*** Opening Provided information ***

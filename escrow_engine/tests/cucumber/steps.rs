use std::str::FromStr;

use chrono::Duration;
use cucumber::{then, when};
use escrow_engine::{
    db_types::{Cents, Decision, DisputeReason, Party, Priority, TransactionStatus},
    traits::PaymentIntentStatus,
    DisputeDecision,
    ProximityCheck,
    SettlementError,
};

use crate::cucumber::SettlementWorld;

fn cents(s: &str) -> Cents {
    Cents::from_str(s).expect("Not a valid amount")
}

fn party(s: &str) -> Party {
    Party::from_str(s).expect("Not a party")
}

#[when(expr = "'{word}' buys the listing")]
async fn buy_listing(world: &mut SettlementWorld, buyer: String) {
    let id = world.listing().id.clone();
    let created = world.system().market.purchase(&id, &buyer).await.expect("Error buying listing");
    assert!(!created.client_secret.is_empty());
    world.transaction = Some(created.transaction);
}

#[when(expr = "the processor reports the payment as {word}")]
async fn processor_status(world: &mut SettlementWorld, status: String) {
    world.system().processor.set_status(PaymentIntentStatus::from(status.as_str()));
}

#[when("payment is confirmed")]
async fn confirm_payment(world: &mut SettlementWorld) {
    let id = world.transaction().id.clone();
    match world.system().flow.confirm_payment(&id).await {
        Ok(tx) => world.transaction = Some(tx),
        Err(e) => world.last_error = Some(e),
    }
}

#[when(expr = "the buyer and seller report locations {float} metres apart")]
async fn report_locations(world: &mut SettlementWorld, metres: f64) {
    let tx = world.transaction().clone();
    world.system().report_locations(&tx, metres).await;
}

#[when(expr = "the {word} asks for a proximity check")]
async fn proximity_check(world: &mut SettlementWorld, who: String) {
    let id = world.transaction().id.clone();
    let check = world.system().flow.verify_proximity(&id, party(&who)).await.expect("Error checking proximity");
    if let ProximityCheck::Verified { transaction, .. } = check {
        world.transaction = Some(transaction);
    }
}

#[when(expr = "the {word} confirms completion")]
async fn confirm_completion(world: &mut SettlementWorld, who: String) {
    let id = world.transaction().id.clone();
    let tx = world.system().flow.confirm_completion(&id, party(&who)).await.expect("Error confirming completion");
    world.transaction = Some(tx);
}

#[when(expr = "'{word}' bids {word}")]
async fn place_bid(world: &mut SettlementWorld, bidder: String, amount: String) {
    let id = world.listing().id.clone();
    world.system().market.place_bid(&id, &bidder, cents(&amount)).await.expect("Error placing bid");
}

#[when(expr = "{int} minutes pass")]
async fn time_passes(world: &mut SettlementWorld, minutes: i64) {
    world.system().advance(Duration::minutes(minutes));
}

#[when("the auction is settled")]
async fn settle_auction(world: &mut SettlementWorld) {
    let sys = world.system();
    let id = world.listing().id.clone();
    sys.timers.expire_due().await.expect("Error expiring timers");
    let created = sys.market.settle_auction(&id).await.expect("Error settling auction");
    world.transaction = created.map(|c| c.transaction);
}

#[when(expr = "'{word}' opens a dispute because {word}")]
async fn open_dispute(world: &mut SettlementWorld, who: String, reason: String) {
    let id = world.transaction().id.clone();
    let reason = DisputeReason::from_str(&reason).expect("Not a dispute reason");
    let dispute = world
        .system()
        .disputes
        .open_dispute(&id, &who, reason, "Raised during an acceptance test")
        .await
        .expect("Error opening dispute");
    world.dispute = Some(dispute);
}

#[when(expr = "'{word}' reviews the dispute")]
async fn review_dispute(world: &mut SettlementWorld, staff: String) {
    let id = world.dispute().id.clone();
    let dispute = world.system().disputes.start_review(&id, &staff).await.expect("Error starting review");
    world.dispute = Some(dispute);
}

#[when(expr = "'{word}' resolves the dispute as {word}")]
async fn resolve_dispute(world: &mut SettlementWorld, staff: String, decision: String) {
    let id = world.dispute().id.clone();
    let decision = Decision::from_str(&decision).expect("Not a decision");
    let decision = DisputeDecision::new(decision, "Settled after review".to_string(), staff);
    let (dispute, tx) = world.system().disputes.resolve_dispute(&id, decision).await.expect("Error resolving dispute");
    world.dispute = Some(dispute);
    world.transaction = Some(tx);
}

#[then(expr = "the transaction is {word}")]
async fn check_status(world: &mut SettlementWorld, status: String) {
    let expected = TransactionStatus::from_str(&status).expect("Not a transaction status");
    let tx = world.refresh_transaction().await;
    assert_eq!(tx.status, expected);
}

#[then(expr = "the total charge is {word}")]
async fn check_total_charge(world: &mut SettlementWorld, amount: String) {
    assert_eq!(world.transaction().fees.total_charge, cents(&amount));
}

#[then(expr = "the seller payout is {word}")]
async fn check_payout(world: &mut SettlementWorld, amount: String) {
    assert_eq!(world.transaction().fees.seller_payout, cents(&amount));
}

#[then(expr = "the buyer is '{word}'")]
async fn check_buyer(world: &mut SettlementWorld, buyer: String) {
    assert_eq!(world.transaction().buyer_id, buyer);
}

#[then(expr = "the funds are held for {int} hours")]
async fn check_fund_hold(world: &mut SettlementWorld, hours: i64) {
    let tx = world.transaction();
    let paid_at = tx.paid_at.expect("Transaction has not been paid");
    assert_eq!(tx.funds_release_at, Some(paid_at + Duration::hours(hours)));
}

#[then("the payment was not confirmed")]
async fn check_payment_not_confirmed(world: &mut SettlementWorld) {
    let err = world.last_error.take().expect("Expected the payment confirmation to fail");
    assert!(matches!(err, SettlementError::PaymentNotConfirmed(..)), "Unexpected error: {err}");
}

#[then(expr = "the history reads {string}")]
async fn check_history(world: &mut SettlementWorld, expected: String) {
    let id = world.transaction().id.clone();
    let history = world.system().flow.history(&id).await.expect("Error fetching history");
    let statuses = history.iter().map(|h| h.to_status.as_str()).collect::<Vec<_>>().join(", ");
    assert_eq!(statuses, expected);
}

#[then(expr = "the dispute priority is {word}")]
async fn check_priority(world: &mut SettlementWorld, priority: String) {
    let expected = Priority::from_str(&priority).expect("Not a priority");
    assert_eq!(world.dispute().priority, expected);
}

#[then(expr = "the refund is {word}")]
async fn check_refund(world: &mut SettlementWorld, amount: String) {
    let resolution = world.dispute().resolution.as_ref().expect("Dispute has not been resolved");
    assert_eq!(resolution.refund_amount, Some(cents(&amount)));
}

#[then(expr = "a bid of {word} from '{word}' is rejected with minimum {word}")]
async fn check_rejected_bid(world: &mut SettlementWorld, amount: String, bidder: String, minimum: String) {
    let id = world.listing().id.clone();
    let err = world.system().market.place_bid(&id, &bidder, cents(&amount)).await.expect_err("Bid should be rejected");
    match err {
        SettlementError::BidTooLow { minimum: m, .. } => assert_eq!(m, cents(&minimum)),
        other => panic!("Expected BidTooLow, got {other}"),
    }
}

*** Closing Provided information ***

* Exercise description:
Each entry above should be restated exactly as supplied.

* Answer area:
filename escrow_engine/tests/cucumber/steps.rs
use std::str::FromStr;

use chrono::Duration;
use cucumber::{then, when};
use escrow_engine::{
    db_types::{Cents, Decision, DisputeReason, Party, Priority, TransactionStatus},
    traits::PaymentIntentStatus,
    DisputeDecision,
    ProximityCheck,
    SettlementError,
};

use crate::cucumber::SettlementWorld;

fn cents(s: &str) -> Cents {
    Cents::from_str(s).expect("Not a valid amount")
}

fn party(s: &str) -> Party {
    Party::from_str(s).expect("Not a party")
}

#[when(expr = "'{word}' buys the listing")]
async fn buy_listing(world: &mut SettlementWorld, buyer: String) {
    let id = world.listing().id.clone();
    let created = world.system().market.purchase(&id, &buyer).await.expect("Error buying listing");
    assert!(!created.client_secret.is_empty());
    world.transaction = Some(created.transaction);
}

#[when(expr = "the processor reports the payment as {word}")]
async fn processor_status(world: &mut SettlementWorld, status: String) {
    world.system().processor.set_status(PaymentIntentStatus::from(status.as_str()));
}

#[when("payment is confirmed")]
async fn confirm_payment(world: &mut SettlementWorld) {
    let id = world.transaction().id.clone();
    match world.system().flow.confirm_payment(&id).await {
        Ok(tx) => world.transaction = Some(tx),
        Err(e) => world.last_error = Some(e),
    }
}

#[when(expr = "the buyer and seller report locations {float} metres apart")]
async fn report_locations(world: &mut SettlementWorld, metres: f64) {
    let tx = world.transaction().clone();
    world.system().report_locations(&tx, metres).await;
}

#[when(expr = "the {word} asks for a proximity check")]
async fn proximity_check(world: &mut SettlementWorld, who: String) {
    let id = world.transaction().id.clone();
    let check = world.system().flow.verify_proximity(&id, party(&who)).await.expect("Error checking proximity");
    if let ProximityCheck::Verified { transaction, .. } = check {
        world.transaction = Some(transaction);
    }
}

#[when(expr = "the {word} confirms completion")]
async fn confirm_completion(world: &mut SettlementWorld, who: String) {
    let id = world.transaction().id.clone();
    let tx = world.system().flow.confirm_completion(&id, party(&who)).await.expect("Error confirming completion");
    world.transaction = Some(tx);
}

#[when(expr = "'{word}' bids {word}")]
async fn place_bid(world: &mut SettlementWorld, bidder: String, amount: String) {
    let id = world.listing().id.clone();
    world.system().market.place_bid(&id, &bidder, cents(&amount)).await.expect("Error placing bid");
}

#[when(expr = "{int} minutes pass")]
async fn time_passes(world: &mut SettlementWorld, minutes: i64) {
    world.system().advance(Duration::minutes(minutes));
}

#[when("the auction is settled")]
async fn settle_auction(world: &mut SettlementWorld) {
    let sys = world.system();
    let id = world.listing().id.clone();
    sys.timers.expire_due().await.expect("Error expiring timers");
    let created = sys.market.settle_auction(&id).await.expect("Error settling auction");
    world.transaction = created.map(|c| c.transaction);
}

#[when(expr = "'{word}' opens a dispute because {word}")]
async fn open_dispute(world: &mut SettlementWorld, who: String, reason: String) {
    let id = world.transaction().id.clone();
    let reason = DisputeReason::from_str(&reason).expect("Not a dispute reason");
    let dispute = world
        .system()
        .disputes
        .open_dispute(&id, &who, reason, "Raised during an acceptance test")
        .await
        .expect("Error opening dispute");
    world.dispute = Some(dispute);
}

#[when(expr = "'{word}' reviews the dispute")]
async fn review_dispute(world: &mut SettlementWorld, staff: String) {
    let id = world.dispute().id.clone();
    let dispute = world.system().disputes.start_review(&id, &staff).await.expect("Error starting review");
    world.dispute = Some(dispute);
}

#[when(expr = "'{word}' resolves the dispute as {word}")]
async fn resolve_dispute(world: &mut SettlementWorld, staff: String, decision: String) {
    let id = world.dispute().id.clone();
    let decision = Decision::from_str(&decision).expect("Not a decision");
    let decision = DisputeDecision::new(decision, "Settled after review".to_string(), staff);
    let (dispute, tx) = world.system().disputes.resolve_dispute(&id, decision).await.expect("Error resolving dispute");
    world.dispute = Some(dispute);
    world.transaction = Some(tx);
}

#[then(expr = "the transaction is {word}")]
async fn check_status(world: &mut SettlementWorld, status: String) {
    let expected = TransactionStatus::from_str(&status).expect("Not a transaction status");
    let tx = world.refresh_transaction().await;
    assert_eq!(tx.status, expected);
}

#[then(expr = "the total charge is {word}")]
async fn check_total_charge(world: &mut SettlementWorld, amount: String) {
    assert_eq!(world.transaction().fees.total_charge, cents(&amount));
}

#[then(expr = "the seller payout is {word}")]
async fn check_payout(world: &mut SettlementWorld, amount: String) {
    assert_eq!(world.transaction().fees.seller_payout, cents(&amount));
}

#[then(expr = "the buyer is '{word}'")]
async fn check_buyer(world: &mut SettlementWorld, buyer: String) {
    assert_eq!(world.transaction().buyer_id, buyer);
}

#[then(expr = "the funds are held for {int} hours")]
async fn check_fund_hold(world: &mut SettlementWorld, hours: i64) {
    let tx = world.transaction();
    let paid_at = tx.paid_at.expect("Transaction has not been paid");
    assert_eq!(tx.funds_release_at, Some(paid_at + Duration::hours(hours)));
}

#[then("the payment was not confirmed")]
async fn check_payment_not_confirmed(world: &mut SettlementWorld) {
    let err = world.last_error.take().expect("Expected the payment confirmation to fail");
    assert!(matches!(err, SettlementError::PaymentNotConfirmed(..)), "Unexpected error: {err}");
}

#[then(expr = "the history reads {string}")]
async fn check_history(world: &mut SettlementWorld, expected: String) {
    let id = world.transaction().id.clone();
    let history = world.system().flow.history(&id).await.expect("Error fetching history");
    let statuses = history.iter().map(|h| h.to_status.as_str()).collect::<Vec<_>>().join(", ");
    assert_eq!(statuses, expected);
}

#[then(expr = "the dispute priority is {word}")]
async fn check_priority(world: &mut SettlementWorld, priority: String) {
    let expected = Priority::from_str(&priority).expect("Not a priority");
    assert_eq!(world.dispute().priority, expected);
}

#[then(expr = "the refund is {word}")]
async fn check_refund(world: &mut SettlementWorld, amount: String) {
    let resolution = world.dispute().resolution.as_ref().expect("Dispute has not been resolved");
    assert_eq!(resolution.refund_amount, Some(cents(&amount)));
}

#[then(expr = "a bid of {word} from '{word}' is rejected with minimum {word}")]
async fn check_rejected_bid(world: &mut SettlementWorld, amount: String, bidder: String, minimum: String) {
    let id = world.listing().id.clone();
    let err = world.system().market.place_bid(&id, &bidder, cents(&amount)).await.expect_err("Bid should be rejected");
    match err {
        SettlementError::BidTooLow { minimum: m, .. } => assert_eq!(m, cents(&minimum)),
        other => panic!("Expected BidTooLow, got {other}"),
    }
}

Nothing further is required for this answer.